Gingrich predicted Congress will undertake a major reform of Medicare, offering other options to the current fee-for-service system. One alternative would be a voucher program, in which beneficiaries could choose among several competing private health plans. However, he pledged that “anyone who wants to” can stay in the present system, which allows unrestricted choice of doctors and hospitals.
He also proposed that Medicare beneficiaries be encouraged to check for errors in their doctor and hospital bills, “and if they save the government money, they will get 10 percent.”
In an gesture to gain a political advantage from the administration, Gingrich called on the president to make recommendations “no later than May 15” to save Medicare, which is headed for bankruptcy in seven years.
The White House had no formal response to Gingrich’s speech. “It’s time for them (Congress) to come up with a budget - the ball is in their court,” said a White House official.
After taking a pounding in last year’s unsuccessful drive for a major health reform bill, the White House has declined to offer any comprehensive Medicare plan this year. Instead, administration officials hope to accuse the Republicans of threatening to take away freedom of choice in access to Medicare doctors and hospitals, turning the tables on the GOP, which a year ago, claimed the Clinton health plan would limit Americans’ freedom of choice in picking physicians.
When Congress considers the budget, “Medicare will be put in a separate box,” Gingrich said in a speech outlining his proposals to the Seniors Coalition, a conservative seniors organization.
The legislation to save Medicare will be “standing by itself … not tied into balancing the budget by 2002,” Gingrich said. Congress should, “by September, bring in a bill that will save Medicare for a generation,” he said. This is the first time Gingrich has said Medicare savings will not be used as tool to balance the budget.
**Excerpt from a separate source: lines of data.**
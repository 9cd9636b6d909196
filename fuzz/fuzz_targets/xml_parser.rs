#![no_main]
use dotxml::{XmlConfig, XmlParser};
use libfuzzer_sys::fuzz_target;

fuzz_target!(|data: &[u8]| {
    let mut parser = XmlParser::with_config(data, XmlConfig::default());
    if let Ok(doc) = parser.parse() {
        let output = dotxml::to_xml_string(&doc);
        let reparsed = dotxml::from_xml_str(&output);
        assert_eq!(reparsed.ok(), Some(doc));
    }
});
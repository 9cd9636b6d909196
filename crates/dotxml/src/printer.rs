//! Human-readable rendering of a configuration tree
//!
//! ```text
//! config:
//!     Settings:
//!       optX = 5
//!         value: "10"
//! ```

use crate::xml::{Content, Element};

const CHILD_INDENT: &str = "    ";
const ATTRIBUTE_INDENT: &str = "  ";

/// Render `root` and everything below it, one line per element, attribute
/// and comment line.
pub fn render(root: &Element) -> String {
    let mut output = String::new();
    render_element(root, "", &mut output);
    output
}

fn render_element(element: &Element, indent: &str, output: &mut String) {
    output.push_str(indent);
    output.push_str(&element.name);
    output.push(':');
    if let Some(text) = element.text() {
        output.push_str(" \"");
        output.push_str(text.trim());
        output.push('"');
    }
    output.push('\n');

    for (name, value) in &element.attributes {
        output.push_str(indent);
        output.push_str(ATTRIBUTE_INDENT);
        output.push_str(name);
        output.push_str(" = ");
        output.push_str(value);
        output.push('\n');
    }

    let child_indent = format!("{indent}{CHILD_INDENT}");
    for child in &element.children {
        match child {
            Content::Comment(comment) => {
                let realigned = comment.replace('\n', &format!("\n{indent}#"));
                output.push_str(indent);
                output.push_str("# ");
                output.push_str(&realigned);
                output.push('\n');
            }
            Content::Element(child) => render_element(child, &child_indent, output),
            // printed with the element name
            Content::Text(_) => {}
        }
    }
}
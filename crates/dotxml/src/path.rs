//! Dotted element paths
//!
//! A path such as `Settings.network.port` names a descent from an element
//! through its child elements. Each segment must match an element name
//! exactly. When several siblings share a name, the first one in document
//! order is taken and the others cannot be reached.

use crate::xml::Element;

/// Split a path at its first `.` into the leading segment and the rest.
///
/// The rest is empty when the path has no dot.
pub fn split_first(path: &str) -> (&str, &str) {
    path.split_once('.').unwrap_or((path, ""))
}

/// Resolve `path` against the children of `node`.
pub fn resolve<'a>(node: &'a Element, path: &str) -> Option<&'a Element> {
    let (head, tail) = split_first(path);
    let child = node.first_child(head)?;
    if tail.is_empty() {
        Some(child)
    } else {
        resolve(child, tail)
    }
}

/// Mutable counterpart of [`resolve`].
pub fn resolve_mut<'a>(node: &'a mut Element, path: &str) -> Option<&'a mut Element> {
    let (head, tail) = split_first(path);
    let child = node.first_child_mut(head)?;
    if tail.is_empty() {
        Some(child)
    } else {
        resolve_mut(child, tail)
    }
}
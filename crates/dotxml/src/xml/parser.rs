//! XML parser implementation

use indexmap::IndexMap;

use crate::error::{Error, ErrorKind, Pos, Result, Span};
use crate::lexer::Cursor;
use crate::xml::model::{Content, Document, Element};

/// Deepest nesting the parser accepts, whatever the configured limit.
///
/// Elements are parsed, written and dropped recursively, so the tree depth is
/// bounded by the stack.
pub const MAX_NESTING: u16 = 512;

/// Configuration for the XML parser
#[derive(Clone, Copy, Debug, PartialEq, Eq)]
pub struct Config {
    /// Maximum element nesting depth (0 means up to [`MAX_NESTING`])
    pub max_depth: u16,
    /// Maximum input size in bytes (0 means unlimited)
    pub max_size: usize,
}

impl Default for Config {
    fn default() -> Self {
        Self {
            max_depth: 128,
            max_size: 10 * 1024 * 1024, // 10 MB default
        }
    }
}

impl Config {
    /// Create a new config with unlimited size and the largest supported
    /// depth ([`MAX_NESTING`])
    pub const fn unlimited() -> Self {
        Self {
            max_depth: 0,
            max_size: 0,
        }
    }

    /// Create a new config with specific limits
    pub const fn new(max_depth: u16, max_size: usize) -> Self {
        Self {
            max_depth,
            max_size,
        }
    }
}

/// XML parser
#[derive(Debug)]
pub struct Parser<'a> {
    cursor: Cursor<'a>,
    config: Config,
    depth: u16,
}

impl<'a> Parser<'a> {
    /// Create a new parser with default configuration
    pub fn new(input: &'a [u8]) -> Self {
        Self::with_config(input, Config::default())
    }

    /// Create a new parser with custom configuration
    pub const fn with_config(input: &'a [u8], config: Config) -> Self {
        Self {
            cursor: Cursor::new(input),
            config,
            depth: 0,
        }
    }

    /// Parse an XML document
    pub fn parse(&mut self) -> Result<Document> {
        let max_size = self.config.max_size;
        if max_size > 0 && self.cursor.remaining().len() > max_size {
            return Err(Error::at(
                ErrorKind::MaxSizeExceeded { max: max_size },
                self.cursor.position(),
            ));
        }

        if self.cursor.starts_with(b"\xEF\xBB\xBF") {
            self.cursor.advance_by(3);
        }

        let mut declaration = None;
        let mut prolog = Vec::new();
        loop {
            self.cursor.skip_whitespace();
            if self.cursor.is_eof() {
                return Err(Error::at(ErrorKind::MissingRoot, self.cursor.position()));
            }

            if self.at_declaration() {
                if declaration.is_some() {
                    return Err(self.error_here(ErrorKind::InvalidToken, "repeated xml declaration"));
                }
                declaration = Some(self.parse_declaration()?);
            } else if self.cursor.starts_with(b"<?") {
                self.skip_processing_instruction()?;
            } else if self.cursor.starts_with(b"<!--") {
                prolog.push(self.parse_comment()?);
            } else if self.cursor.starts_with(b"<!") {
                self.skip_doctype()?;
            } else if self.cursor.current() == Some(b'<') {
                break;
            } else {
                return Err(self.error_here(ErrorKind::InvalidToken, "text before root element"));
            }
        }

        let root = self.parse_element()?;
        self.skip_misc()?;

        if !self.cursor.is_eof() {
            return Err(self.error_here(ErrorKind::InvalidToken, "content after root element"));
        }

        Ok(Document {
            declaration,
            prolog,
            root,
        })
    }

    fn parse_element(&mut self) -> Result<Element> {
        self.enter()?;
        self.expect_byte(b'<')?;

        let name = self.parse_name()?;
        let attributes = self.parse_attributes()?;

        if self.cursor.consume(b'/') {
            self.expect_byte(b'>')?;
            self.depth = self.depth.saturating_sub(1);
            return Ok(Element {
                name,
                attributes,
                children: Vec::new(),
            });
        }

        self.expect_byte(b'>')?;

        let mut children = Vec::new();
        loop {
            if self.cursor.starts_with(b"</") {
                let close_pos = self.cursor.position();
                self.cursor.advance_by(2);
                let close_name = self.parse_name()?;
                if close_name != name {
                    return Err(Error::at(
                        ErrorKind::MismatchedTag {
                            expected: name,
                            found: close_name,
                        },
                        close_pos,
                    ));
                }
                self.cursor.skip_whitespace();
                self.expect_byte(b'>')?;
                break;
            }

            if self.cursor.starts_with(b"<!--") {
                children.push(Content::Comment(self.parse_comment()?));
                continue;
            }

            if self.cursor.starts_with(b"<![CDATA[") {
                let text = self.parse_cdata()?;
                push_text(&mut children, text);
                continue;
            }

            if self.cursor.starts_with(b"<?") {
                self.skip_processing_instruction()?;
                continue;
            }

            if self.cursor.current() == Some(b'<') {
                let child = self.parse_element()?;
                children.push(Content::Element(child));
                continue;
            }

            if self.cursor.is_eof() {
                return Err(self.error_here(ErrorKind::UnexpectedEof, "unterminated element"));
            }

            if let Some(text) = self.parse_text()? {
                push_text(&mut children, text);
            }
        }

        self.depth = self.depth.saturating_sub(1);
        Ok(Element {
            name,
            attributes,
            children,
        })
    }

    fn parse_attributes(&mut self) -> Result<IndexMap<String, String>> {
        let mut attrs = IndexMap::new();

        loop {
            self.cursor.skip_whitespace();
            match self.cursor.current() {
                Some(b'/') | Some(b'>') => break,
                Some(_) => {}
                None => return Err(self.error_here(ErrorKind::UnexpectedEof, "unterminated tag")),
            }

            let name_pos = self.cursor.position();
            let name = self.parse_name()?;
            self.cursor.skip_whitespace();
            self.expect_byte(b'=')?;
            self.cursor.skip_whitespace();
            let value = self.parse_attribute_value()?;

            if attrs.contains_key(&name) {
                return Err(Error::at(ErrorKind::DuplicateAttribute { name }, name_pos));
            }
            attrs.insert(name, value);
        }

        Ok(attrs)
    }

    fn parse_attribute_value(&mut self) -> Result<String> {
        let quote = match self.cursor.current() {
            Some(b'"') => b'"',
            Some(b'\'') => b'\'',
            _ => {
                return Err(self.error_here(ErrorKind::InvalidToken, "expected quoted attribute value"))
            }
        };
        self.cursor.advance();

        let start_pos = self.cursor.position();
        let start = self.cursor.pos();
        while let Some(b) = self.cursor.current() {
            if b == quote {
                let raw = self.cursor.slice_from(start);
                self.cursor.advance();
                let text = bytes_to_string(raw, start_pos)?;
                return decode_entities(&text, start_pos);
            }
            if b == b'<' {
                return Err(self.error_here(ErrorKind::InvalidToken, "'<' in attribute value"));
            }
            self.cursor.advance();
        }

        Err(self.error_here(ErrorKind::UnexpectedEof, "unterminated attribute value"))
    }

    fn parse_text(&mut self) -> Result<Option<String>> {
        let start_pos = self.cursor.position();
        let start = self.cursor.pos();
        while let Some(b) = self.cursor.current() {
            if b == b'<' {
                break;
            }
            self.cursor.advance();
        }

        let raw = self.cursor.slice_from(start);
        let text = bytes_to_string(raw, start_pos)?;

        if text.trim().is_empty() {
            Ok(None)
        } else {
            decode_entities(&text, start_pos).map(Some)
        }
    }

    fn parse_name(&mut self) -> Result<String> {
        let start_pos = self.cursor.position();
        let start = self.cursor.pos();

        let Some(first) = self.cursor.current() else {
            return Err(self.error_here(ErrorKind::UnexpectedEof, "expected name"));
        };
        if !is_name_start(first) {
            return Err(Error::with_message(
                ErrorKind::InvalidToken,
                Span::at(start_pos),
                "expected name",
            ));
        }

        self.cursor.advance();
        while let Some(b) = self.cursor.current() {
            if is_name_char(b) {
                self.cursor.advance();
            } else {
                break;
            }
        }

        bytes_to_string(self.cursor.slice_from(start), start_pos)
    }

    fn at_declaration(&self) -> bool {
        self.cursor.starts_with(b"<?xml")
            && matches!(
                self.cursor.peek(5),
                Some(b' ' | b'\t' | b'\r' | b'\n' | b'?')
            )
    }

    fn parse_declaration(&mut self) -> Result<String> {
        // cursor currently at "<?xml"
        self.cursor.advance_by(5);
        self.cursor.skip_whitespace();
        let start_pos = self.cursor.position();
        let raw = self.take_until(b"?>")?;
        Ok(bytes_to_string(raw, start_pos)?.trim_end().to_string())
    }

    fn parse_comment(&mut self) -> Result<String> {
        // cursor currently at "<!--"
        self.cursor.advance_by(4);
        let start_pos = self.cursor.position();
        let raw = self.take_until(b"-->")?;
        bytes_to_string(raw, start_pos)
    }

    fn parse_cdata(&mut self) -> Result<String> {
        // cursor currently at "<![CDATA["
        self.cursor.advance_by(9);
        let start_pos = self.cursor.position();
        let raw = self.take_until(b"]]>")?;
        bytes_to_string(raw, start_pos)
    }

    fn skip_processing_instruction(&mut self) -> Result<()> {
        // cursor currently at "<?"
        self.cursor.advance_by(2);
        self.take_until(b"?>").map(|_| ())
    }

    /// Skip a `<!DOCTYPE ...>` declaration.
    ///
    /// Nothing from it is kept: entities declared in an internal subset are
    /// not available to [`decode_entities`] and the declaration is not
    /// written back.
    fn skip_doctype(&mut self) -> Result<()> {
        // cursor currently at "<!"; an internal subset may nest brackets
        self.cursor.advance_by(2);
        let mut brackets = 0usize;
        while let Some(b) = self.cursor.current() {
            self.cursor.advance();
            match b {
                b'[' => brackets += 1,
                b']' => brackets = brackets.saturating_sub(1),
                b'>' if brackets == 0 => return Ok(()),
                _ => {}
            }
        }
        Err(self.error_here(ErrorKind::UnexpectedEof, "unterminated declaration"))
    }

    /// Skip whitespace, comments and processing instructions after the root
    fn skip_misc(&mut self) -> Result<()> {
        loop {
            self.cursor.skip_whitespace();
            if self.cursor.starts_with(b"<!--") {
                self.parse_comment()?;
            } else if self.cursor.starts_with(b"<?") {
                self.skip_processing_instruction()?;
            } else {
                return Ok(());
            }
        }
    }

    /// Consume input up to and including `pattern`, returning the bytes before it
    fn take_until(&mut self, pattern: &[u8]) -> Result<&'a [u8]> {
        let start = self.cursor.pos();
        while !self.cursor.is_eof() {
            if self.cursor.starts_with(pattern) {
                let raw = self.cursor.slice_from(start);
                self.cursor.advance_by(pattern.len());
                return Ok(raw);
            }
            self.cursor.advance();
        }
        Err(self.error_here(ErrorKind::UnexpectedEof, "unterminated markup"))
    }

    fn enter(&mut self) -> Result<()> {
        let max = match self.config.max_depth {
            0 => MAX_NESTING,
            max => max.min(MAX_NESTING),
        };
        self.depth = self
            .depth
            .checked_add(1)
            .filter(|depth| *depth <= max)
            .ok_or_else(|| {
                Error::at(ErrorKind::MaxDepthExceeded { max }, self.cursor.position())
            })?;
        Ok(())
    }

    fn expect_byte(&mut self, expected: u8) -> Result<()> {
        if self.cursor.consume(expected) {
            Ok(())
        } else if self.cursor.is_eof() {
            Err(self.error_here(ErrorKind::UnexpectedEof, "unexpected end of input"))
        } else {
            Err(self.error_here(
                ErrorKind::InvalidToken,
                &format!("expected '{}'", char::from(expected)),
            ))
        }
    }

    fn error_here(&self, kind: ErrorKind, message: &str) -> Error {
        Error::with_message(kind, Span::at(self.cursor.position()), message)
    }
}

/// Append text, merging with a preceding text node (e.g. text next to CDATA)
fn push_text(children: &mut Vec<Content>, text: String) {
    if let Some(Content::Text(last)) = children.last_mut() {
        last.push_str(&text);
    } else {
        children.push(Content::Text(text));
    }
}

fn bytes_to_string(bytes: &[u8], pos: Pos) -> Result<String> {
    std::str::from_utf8(bytes)
        .map(str::to_string)
        .map_err(|_| Error::at(ErrorKind::InvalidUtf8, pos))
}

fn is_name_start(b: u8) -> bool {
    matches!(b, b'A'..=b'Z' | b'a'..=b'z' | b'_' | b':') || b >= 0x80
}

fn is_name_char(b: u8) -> bool {
    is_name_start(b) || matches!(b, b'0'..=b'9' | b'-' | b'.')
}

/// Replace the predefined entities and numeric character references.
///
/// Any other named entity, including one declared in a DOCTYPE, is an
/// [`ErrorKind::InvalidEntity`].
fn decode_entities(input: &str, pos: Pos) -> Result<String> {
    if !input.contains('&') {
        return Ok(input.to_string());
    }

    let mut result = String::with_capacity(input.len());
    let mut chars = input.chars();
    while let Some(ch) = chars.next() {
        if ch != '&' {
            result.push(ch);
            continue;
        }

        let mut entity = String::new();
        let mut terminated = false;
        for next in chars.by_ref() {
            if next == ';' {
                terminated = true;
                break;
            }
            entity.push(next);
        }

        let decoded = match entity.as_str() {
            _ if !terminated => None,
            "amp" => Some('&'),
            "lt" => Some('<'),
            "gt" => Some('>'),
            "quot" => Some('"'),
            "apos" => Some('\''),
            _ => decode_numeric_entity(&entity),
        };

        match decoded {
            Some(ch) => result.push(ch),
            None => return Err(Error::at(ErrorKind::InvalidEntity { entity }, pos)),
        }
    }

    Ok(result)
}

fn decode_numeric_entity(entity: &str) -> Option<char> {
    if let Some(hex) = entity.strip_prefix("#x") {
        u32::from_str_radix(hex, 16).ok().and_then(char::from_u32)
    } else if let Some(dec) = entity.strip_prefix('#') {
        dec.parse::<u32>().ok().and_then(char::from_u32)
    } else {
        None
    }
}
Vouchers, long a free market approach to social programs, would bring increased competition to the Medicare market and broaden the now-limited HMO aspect of Medicare, Gingrich believes.
Currently about 9 percent of Medicare beneficiaries are enrolled in health maintenance organizations. Under special contracts, the government pays HMOs 95 percent of the average annual cost of caring for a Medicare beneficiary. People who enroll give up their freedom to select any doctor or hospital. In return, HMOs often eliminate Medicare’s co-payments and deductibles and offer prescription drugs, which are not covered by Medicare.
Under a voucher plan, each beneficiary could take a voucher for the value of the annual average benefits and buy private insurance from any health organization, including HMOs or private insurance companies. Gingrich envisions companies entering this market, offering several plans, which would provide a wide range of benefits. The GOP is confident that the ensuing competition would ensure good benefits while keeping down costs.
Gingrich did not offer any detailed proposal for ways to guarantee Medicare’s long-range fiscal solvency. It would cost approximately $300 billion in the form of increased revenues, or a reduction in the rate of spending, or a combination of both, to avert Medicare bankruptcy and assure a healthy trust fund for the next 25 years.
To generate a national debate over Medicare, Gingrich said he will ask all members of the House to hold hearings in their districts about Medicare, in addition to hearings planned by in Washington by various House committees.
Gingrich’s speech and letter to Clinton will make Medicare the key topic for discussion at the White House Conference on Aging, which opens Tuesday. The bipartisan event, the first one held since 1981, will draw 2,259 delegates from around the country to discuss key issues affecting the nation’s fast-growing senior citizen population.